Banks (with and without the M) is one of my all-time favourite authors. I picked-up a copy of State of the Art back in the early nineties and was hooked. I have since read every book he has written. Many reviewers seem to be labelling Matter as a “return to form”, but compared to his earlier works (say, The Player of Games, or Excession) I found it bloated, slow, and unbalanced. At least a quarter (maybe a third) of the book – Ferbin’s jorney around the eighth and up to the surface – is superfluous. The book warms up when he meets his sister, and ends very quickly with very compressed (if well written) combat sequence. It read like Banks, having written so much, just wanted to be finished with it. I kind of did too.
That said, it did flesh-out the culture universe a bit – introducing various other ‘involved’ civilisations and establishing some scale. The shellworld concept was cool too.
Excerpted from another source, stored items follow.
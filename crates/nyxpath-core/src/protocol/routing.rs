// ============================================
// File: crates/nyxpath-core/src/protocol/routing.rs
// ============================================
//! # Routing Messages
//!
//! ## Creation Reason
//! End-to-end messages carried inside an established circuit. They are
//! bencoded dictionaries whose `A` key selects the kind; every kind also
//! carries `S` (sequence) and `V` (version).
//!
//! ## Message Tags
//! | Tag | Kind | Body keys |
//! |-----|------|-----------|
//! | `C` | CloseExit | Y, Z |
//! | `D` | DataDiscard | P |
//! | `G` | GrantExit | T, Y, Z |
//! | `H` | HiddenService | H |
//! | `I` | TransferTraffic | X |
//! | `J` | RejectExit | B, R, T, Y, Z |
//! | `L` | PathLatency | L, T |
//! | `M` | DHT | M |
//! | `O` | ObtainExit | B, E, I, T, W, X, Z |
//! | `P` | PathConfirm | L, T |
//! | `T` | PathTransfer | P, T, Y |
//! | `U` | UpdateExit | P, T, Z |
//! | `V` | UpdateExitVerify | T |
//!
//! ## ⚠️ Important Note for Next Developer
//! - Plaintext is padded with random bytes to a multiple of
//!   `MESSAGE_PAD_SIZE` before the onion layers go on; the decoder relies on
//!   bencode being self-delimiting to ignore the padding
//! - Adding a kind means a new tag letter here and a handler arm in both the
//!   circuit and the endpoint dispatch
//!
//! ## Last Modified
//! v0.1.0 - Initial routing message set

use rand::rngs::OsRng;
use rand::RngCore;

use nyxpath_common::PathId;

use super::bencode::Value;
use super::exit::{CloseExit, GrantExit, ObtainExit, RejectExit, UpdateExit, UpdateExitVerify};
use crate::crypto::{TunnelNonce, TUNNEL_NONCE_SIZE};
use crate::error::{CoreError, Result};

// ============================================
// Constants
// ============================================

/// Routing protocol version carried in `V`.
pub const ROUTING_VERSION: u64 = 0;

/// Plaintext is padded up to a multiple of this size.
pub const MESSAGE_PAD_SIZE: usize = 128;

/// Largest routing plaintext accepted (before padding).
pub const MAX_ROUTING_MESSAGE_SIZE: usize = 32 * 1024;

// ============================================
// Bodies
// ============================================

/// Liveness probe (`T` = token) or its echo (`L` = token).
#[derive(Debug, Clone, Copy, PartialEq, Eq, Default)]
pub struct PathLatency {
    /// Probe token set by the sender of a probe
    pub token: u64,
    /// Token echoed back by the terminal hop
    pub echo: u64,
}

/// Sent by the terminal hop once it has accepted its commit record.
#[derive(Debug, Clone, Copy, PartialEq, Eq)]
pub struct PathConfirm {
    /// Hop lifetime in milliseconds
    pub lifetime_ms: u64,
    /// Wall-clock creation time in milliseconds
    pub created_ms: u64,
}

/// Asks the terminal hop to forward a frame onto another path it serves.
#[derive(Debug, Clone, PartialEq, Eq)]
pub struct PathTransfer {
    /// Target path id at the terminal hop
    pub path_id: PathId,
    /// Opaque hidden-service frame
    pub frame: Vec<u8>,
    /// Frame nonce
    pub nonce: TunnelNonce,
}

/// Body of a routing message, selected by the `A` tag.
#[derive(Debug, Clone, PartialEq, Eq)]
pub enum RoutingBody {
    /// `D`: payload the receiver could not deliver.
    DataDiscard {
        /// Path the dropped data was addressed to
        path_id: PathId,
    },
    /// `L`: latency probe or reply.
    PathLatency(PathLatency),
    /// `M`: tunnelled DHT messages.
    Dht(Vec<Value>),
    /// `P`: build confirmation from the terminal hop.
    PathConfirm(PathConfirm),
    /// `T`: transfer to another path at the terminal hop.
    PathTransfer(PathTransfer),
    /// `H`: hidden-service frame delivered to the path owner.
    HiddenService(Vec<u8>),
    /// `I`: exit traffic, each packet prefixed with an 8-byte counter.
    TransferTraffic(Vec<Vec<u8>>),
    /// `O`: request exit access.
    ObtainExit(ObtainExit),
    /// `G`: exit access granted.
    GrantExit(GrantExit),
    /// `J`: exit access refused.
    RejectExit(RejectExit),
    /// `U`: move an exit session to this path.
    UpdateExit(UpdateExit),
    /// `V`: update acknowledged.
    UpdateExitVerify(UpdateExitVerify),
    /// `C`: exit session closed.
    CloseExit(CloseExit),
}

impl RoutingBody {
    /// Single-character wire tag.
    #[must_use]
    pub const fn tag(&self) -> u8 {
        match self {
            Self::CloseExit(_) => b'C',
            Self::DataDiscard { .. } => b'D',
            Self::GrantExit(_) => b'G',
            Self::HiddenService(_) => b'H',
            Self::TransferTraffic(_) => b'I',
            Self::RejectExit(_) => b'J',
            Self::PathLatency(_) => b'L',
            Self::Dht(_) => b'M',
            Self::ObtainExit(_) => b'O',
            Self::PathConfirm(_) => b'P',
            Self::PathTransfer(_) => b'T',
            Self::UpdateExit(_) => b'U',
            Self::UpdateExitVerify(_) => b'V',
        }
    }

    /// Human-readable kind, used in logs.
    #[must_use]
    pub const fn kind(&self) -> &'static str {
        match self {
            Self::CloseExit(_) => "close-exit",
            Self::DataDiscard { .. } => "data-discard",
            Self::GrantExit(_) => "grant-exit",
            Self::HiddenService(_) => "hidden-service",
            Self::TransferTraffic(_) => "transfer-traffic",
            Self::RejectExit(_) => "reject-exit",
            Self::PathLatency(_) => "path-latency",
            Self::Dht(_) => "dht",
            Self::ObtainExit(_) => "obtain-exit",
            Self::PathConfirm(_) => "path-confirm",
            Self::PathTransfer(_) => "path-transfer",
            Self::UpdateExit(_) => "update-exit",
            Self::UpdateExitVerify(_) => "update-exit-verify",
        }
    }

    fn write_fields(&self, v: Value) -> Value {
        match self {
            Self::DataDiscard { path_id } => v.with_bytes("P", path_id.as_bytes().to_vec()),
            Self::PathLatency(m) => v.with_int("L", m.echo).with_int("T", m.token),
            Self::Dht(msgs) => v.with("M", Value::List(msgs.clone())),
            Self::PathConfirm(m) => v.with_int("L", m.lifetime_ms).with_int("T", m.created_ms),
            Self::PathTransfer(m) => v
                .with_bytes("P", m.path_id.as_bytes().to_vec())
                .with_bytes("T", m.frame.clone())
                .with_bytes("Y", m.nonce.as_bytes().to_vec()),
            Self::HiddenService(frame) => v.with_bytes("H", frame.clone()),
            Self::TransferTraffic(packets) => v.with(
                "X",
                Value::List(packets.iter().cloned().map(Value::Bytes).collect()),
            ),
            Self::ObtainExit(m) => m.write_fields(v),
            Self::GrantExit(m) => m.write_fields(v),
            Self::RejectExit(m) => m.write_fields(v),
            Self::UpdateExit(m) => m.write_fields(v),
            Self::UpdateExitVerify(m) => m.write_fields(v),
            Self::CloseExit(m) => m.write_fields(v),
        }
    }

    fn read_fields(tag: &[u8], v: &Value) -> Result<Self> {
        Ok(match tag {
            b"C" => Self::CloseExit(CloseExit::read_fields(v)?),
            b"D" => Self::DataDiscard {
                path_id: PathId::from_array(v.fixed("P")?),
            },
            b"G" => Self::GrantExit(GrantExit::read_fields(v)?),
            b"H" => Self::HiddenService(v.bytes("H")?.to_vec()),
            b"I" => Self::TransferTraffic(
                v.list("X")?
                    .iter()
                    .map(|item| match item {
                        Value::Bytes(b) => Ok(b.clone()),
                        _ => Err(CoreError::malformed("traffic packet is not a string")),
                    })
                    .collect::<Result<_>>()?,
            ),
            b"J" => Self::RejectExit(RejectExit::read_fields(v)?),
            b"L" => Self::PathLatency(PathLatency {
                token: v.int_or("T", 0),
                echo: v.int_or("L", 0),
            }),
            b"M" => Self::Dht(v.list("M")?.to_vec()),
            b"O" => Self::ObtainExit(ObtainExit::read_fields(v)?),
            b"P" => Self::PathConfirm(PathConfirm {
                lifetime_ms: v.int("L")?,
                created_ms: v.int("T")?,
            }),
            b"T" => Self::PathTransfer(PathTransfer {
                path_id: PathId::from_array(v.fixed("P")?),
                frame: v.bytes("T")?.to_vec(),
                nonce: TunnelNonce::from_bytes(v.fixed::<TUNNEL_NONCE_SIZE>("Y")?),
            }),
            b"U" => Self::UpdateExit(UpdateExit::read_fields(v)?),
            b"V" => Self::UpdateExitVerify(UpdateExitVerify::read_fields(v)?),
            other => {
                return Err(CoreError::UnknownRoutingTag(
                    String::from_utf8_lossy(other).into_owned(),
                ))
            }
        })
    }
}

// ============================================
// RoutingMessage
// ============================================

/// A routing message: sequence number plus tagged body.
///
/// # Example
/// ```
/// use nyxpath_core::protocol::{RoutingBody, RoutingMessage, PathLatency};
///
/// let probe = RoutingMessage::new(RoutingBody::PathLatency(PathLatency { token: 7, echo: 0 }));
/// let wire = probe.encode_padded();
/// assert_eq!(wire.len() % 128, 0);
/// assert_eq!(RoutingMessage::decode(&wire).unwrap(), probe);
/// ```
#[derive(Debug, Clone, PartialEq, Eq)]
pub struct RoutingMessage {
    /// Sender-assigned sequence number (`S`)
    pub sequence: u64,
    /// Kind-specific body
    pub body: RoutingBody,
}

impl RoutingMessage {
    /// Creates a message with sequence 0.
    #[must_use]
    pub const fn new(body: RoutingBody) -> Self {
        Self { sequence: 0, body }
    }

    /// Sets the sequence number.
    #[must_use]
    pub const fn with_sequence(mut self, sequence: u64) -> Self {
        self.sequence = sequence;
        self
    }

    /// Bencode dictionary form.
    #[must_use]
    pub fn to_value(&self) -> Value {
        let base = Value::dict()
            .with_bytes("A", vec![self.body.tag()])
            .with_int("S", self.sequence)
            .with_int("V", ROUTING_VERSION);
        self.body.write_fields(base)
    }

    /// Canonical bencoding without padding.
    #[must_use]
    pub fn encode(&self) -> Vec<u8> {
        self.to_value().encode()
    }

    /// Bencoding padded with random bytes to a multiple of `MESSAGE_PAD_SIZE`.
    #[must_use]
    pub fn encode_padded(&self) -> Vec<u8> {
        let mut buf = self.encode();
        pad_random(&mut buf);
        buf
    }

    /// Decodes a (possibly padded) routing message.
    ///
    /// # Errors
    /// Any bencode, tag, version or field error.
    pub fn decode(buf: &[u8]) -> Result<Self> {
        if buf.len() > MAX_ROUTING_MESSAGE_SIZE + MESSAGE_PAD_SIZE {
            return Err(CoreError::MessageTooLarge {
                max: MAX_ROUTING_MESSAGE_SIZE + MESSAGE_PAD_SIZE,
                actual: buf.len(),
            });
        }
        let (value, _used) = Value::decode(buf)?;
        if !matches!(value, Value::Dict(_)) {
            return Err(CoreError::malformed("routing message is not a dictionary"));
        }
        let version = value.int("V")?;
        if version != ROUTING_VERSION {
            return Err(CoreError::UnsupportedVersion {
                got: version,
                expected: ROUTING_VERSION,
            });
        }
        let sequence = value.int("S")?;
        let body = RoutingBody::read_fields(value.bytes("A")?, &value)?;
        Ok(Self { sequence, body })
    }
}

/// Extends `buf` with random bytes up to the next multiple of
/// `MESSAGE_PAD_SIZE` (an exact multiple is left alone, empty becomes one block).
pub fn pad_random(buf: &mut Vec<u8>) {
    let rem = buf.len() % MESSAGE_PAD_SIZE;
    let pad = if buf.is_empty() {
        MESSAGE_PAD_SIZE
    } else if rem == 0 {
        0
    } else {
        MESSAGE_PAD_SIZE - rem
    };
    if pad > 0 {
        let start = buf.len();
        buf.resize(start + pad, 0);
        OsRng.fill_bytes(&mut buf[start..]);
    }
}

// ============================================
// Tests
// ============================================

#[cfg(test)]
mod tests {
    use super::*;

    #[test]
    fn test_padding_multiple_of_block() {
        for len in [0usize, 1, 127, 128, 129, 300] {
            let mut buf = vec![0u8; len];
            pad_random(&mut buf);
            assert_eq!(buf.len() % MESSAGE_PAD_SIZE, 0, "len {len}");
            assert!(buf.len() >= len.max(1));
        }
    }

    #[test]
    fn test_data_discard_wire_layout() {
        let id = PathId::from_array([0x11; 16]);
        let msg = RoutingMessage::new(RoutingBody::DataDiscard { path_id: id }).with_sequence(4);
        let mut expected = b"d1:A1:D1:P16:".to_vec();
        expected.extend_from_slice(&[0x11; 16]);
        expected.extend_from_slice(b"1:Si4e1:Vi0ee");
        assert_eq!(msg.encode(), expected);
    }

    #[test]
    fn test_decode_padded_message() {
        let msg = RoutingMessage::new(RoutingBody::TransferTraffic(vec![
            vec![0, 0, 0, 0, 0, 0, 0, 1, 0x45],
            vec![0, 0, 0, 0, 0, 0, 0, 2, 0x45, 0x00],
        ]))
        .with_sequence(9);
        let wire = msg.encode_padded();
        assert_eq!(wire.len(), MESSAGE_PAD_SIZE);
        assert_eq!(RoutingMessage::decode(&wire).unwrap(), msg);
    }

    #[test]
    fn test_unknown_tag_rejected() {
        let raw = Value::dict()
            .with_bytes("A", "Q")
            .with_int("S", 0)
            .with_int("V", 0)
            .encode();
        assert!(matches!(
            RoutingMessage::decode(&raw),
            Err(CoreError::UnknownRoutingTag(t)) if t == "Q"
        ));
    }

    #[test]
    fn test_version_mismatch_rejected() {
        let raw = Value::dict()
            .with_bytes("A", "D")
            .with_bytes("P", vec![0u8; 16])
            .with_int("S", 0)
            .with_int("V", 9)
            .encode();
        assert!(matches!(
            RoutingMessage::decode(&raw),
            Err(CoreError::UnsupportedVersion { got: 9, .. })
        ));
    }

    #[test]
    fn test_latency_fields_default_to_zero() {
        let raw = Value::dict()
            .with_bytes("A", "L")
            .with_int("S", 1)
            .with_int("T", 55)
            .with_int("V", 0)
            .encode();
        let msg = RoutingMessage::decode(&raw).unwrap();
        assert_eq!(
            msg.body,
            RoutingBody::PathLatency(PathLatency { token: 55, echo: 0 })
        );
    }

    #[test]
    fn test_garbage_is_malformed() {
        let err = RoutingMessage::decode(&[0xFF; 64]).unwrap_err();
        assert!(err.is_protocol_error());
    }
}
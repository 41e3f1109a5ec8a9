// ============================================
// File: crates/nyxpath-router/src/path/hop.rs
// ============================================
//! # Hop Records
//!
//! ## Creation Reason
//! Key material and ids the circuit owner keeps for each hop it built.
//!
//! ## Hop Chain
//! ```text
//!   owner ──rx0│tx0──► R0 ──rx1│tx1──► R1 ──rx2│tx2──► R2 (terminal)
//!              └── rx1 == tx0        └── rx2 == tx1
//! ```
//!
//! ## Last Modified
//! v0.1.0 - Initial hop records

use std::fmt;
use std::time::Duration;

use nyxpath_common::{PathId, RouterId};
use nyxpath_core::crypto::kdf::derive_nonce_xor;
use nyxpath_core::crypto::{SharedSecret, TunnelNonce};
use nyxpath_core::protocol::BuildCommitRecord;

use crate::error::Result;

/// One hop of a circuit this router originated.
#[derive(Clone)]
pub struct HopRecord {
    /// Router at this hop
    pub router: RouterId,
    /// Id used between this hop and the next one upstream
    pub tx_id: PathId,
    /// Id used between this hop and the previous one
    pub rx_id: PathId,
    /// Layer key shared with `router`
    pub shared: SharedSecret,
    /// Nonce mutation applied after this hop's layer
    pub nonce_xor: TunnelNonce,
    /// How long the hop stays registered at `router`
    pub lifetime: Duration,
}

impl HopRecord {
    /// Creates a hop with fresh non-zero ids.
    ///
    /// # Errors
    /// If the nonce mutation cannot be derived from `shared`.
    pub fn new(router: RouterId, shared: SharedSecret, lifetime: Duration) -> Result<Self> {
        let nonce_xor = derive_nonce_xor(&shared)?;
        Ok(Self {
            router,
            tx_id: fresh_path_id(),
            rx_id: fresh_path_id(),
            shared,
            nonce_xor,
            lifetime,
        })
    }

    /// Commit record handed to this hop during the build.
    ///
    /// `upstream` is the next router, or `None` for the terminal hop, which
    /// then names itself.
    #[must_use]
    pub fn commit_record(&self, upstream: Option<RouterId>) -> BuildCommitRecord {
        BuildCommitRecord {
            tx_id: self.tx_id,
            rx_id: self.rx_id,
            upstream: upstream.unwrap_or(self.router),
            secret: self.shared.clone(),
            lifetime: self.lifetime,
        }
    }
}

impl fmt::Debug for HopRecord {
    fn fmt(&self, f: &mut fmt::Formatter<'_>) -> fmt::Result {
        f.debug_struct("HopRecord")
            .field("router", &self.router)
            .field("tx_id", &self.tx_id)
            .field("rx_id", &self.rx_id)
            .field("lifetime", &self.lifetime)
            .finish_non_exhaustive()
    }
}

/// Random path id, never all zeroes.
pub(crate) fn fresh_path_id() -> PathId {
    loop {
        let id = PathId::generate();
        if !id.is_zero() {
            return id;
        }
    }
}

#[cfg(test)]
mod tests {
    use super::*;

    #[test]
    fn test_terminal_commit_names_itself() {
        let router = RouterId::from_array([9; 32]);
        let hop = HopRecord::new(router, SharedSecret::random(), Duration::from_secs(60)).unwrap();

        let record = hop.commit_record(None);
        assert_eq!(record.upstream, router);
        assert_eq!(record.tx_id, hop.tx_id);
        assert_eq!(record.rx_id, hop.rx_id);

        let next = RouterId::from_array([7; 32]);
        assert_eq!(hop.commit_record(Some(next)).upstream, next);
    }

    #[test]
    fn test_ids_differ() {
        let hop = HopRecord::new(
            RouterId::from_array([1; 32]),
            SharedSecret::random(),
            Duration::from_secs(1),
        )
        .unwrap();
        assert_ne!(hop.tx_id, hop.rx_id);
        assert!(!hop.tx_id.is_zero());
    }
}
Half way through Matter I did something I rarely do; put the book to one side and started another with the intention of returning to it later. The book was How I Live Now by Meg Rosoff, and it was wonderful. If I could I’d have read it in one sitting. Originally written for the “young adult” (i.e. teen) market, it seems to have crossed-over into the adult market. The book is about the experiences of a young American girl, Daisy, in near-future Britain during a war and subsequent invasion. Its written entirely in the first person and Daisy’s character just made the book. Definitely recommended!
The unfinishable book was, unfortunately, God is Not Great by Peter Hitchens. I’d been looking forward to this, and bought the hardcover. Although I strongly agree with Hitchen’s thesis (er… that god is not great) this book just read like a rant. He makes points without citing sources (there some end-notes but they are brief) and overall the book comes-across as indulgent and smug. So for now its in the unfinished pile, and I’d recommend The God Delusion instead.
I have just started Richard Carrier’s Sense and Goodness Without God: A Defense of Metaphysical Naturalism. So far its excellent and I’d highly recommend it.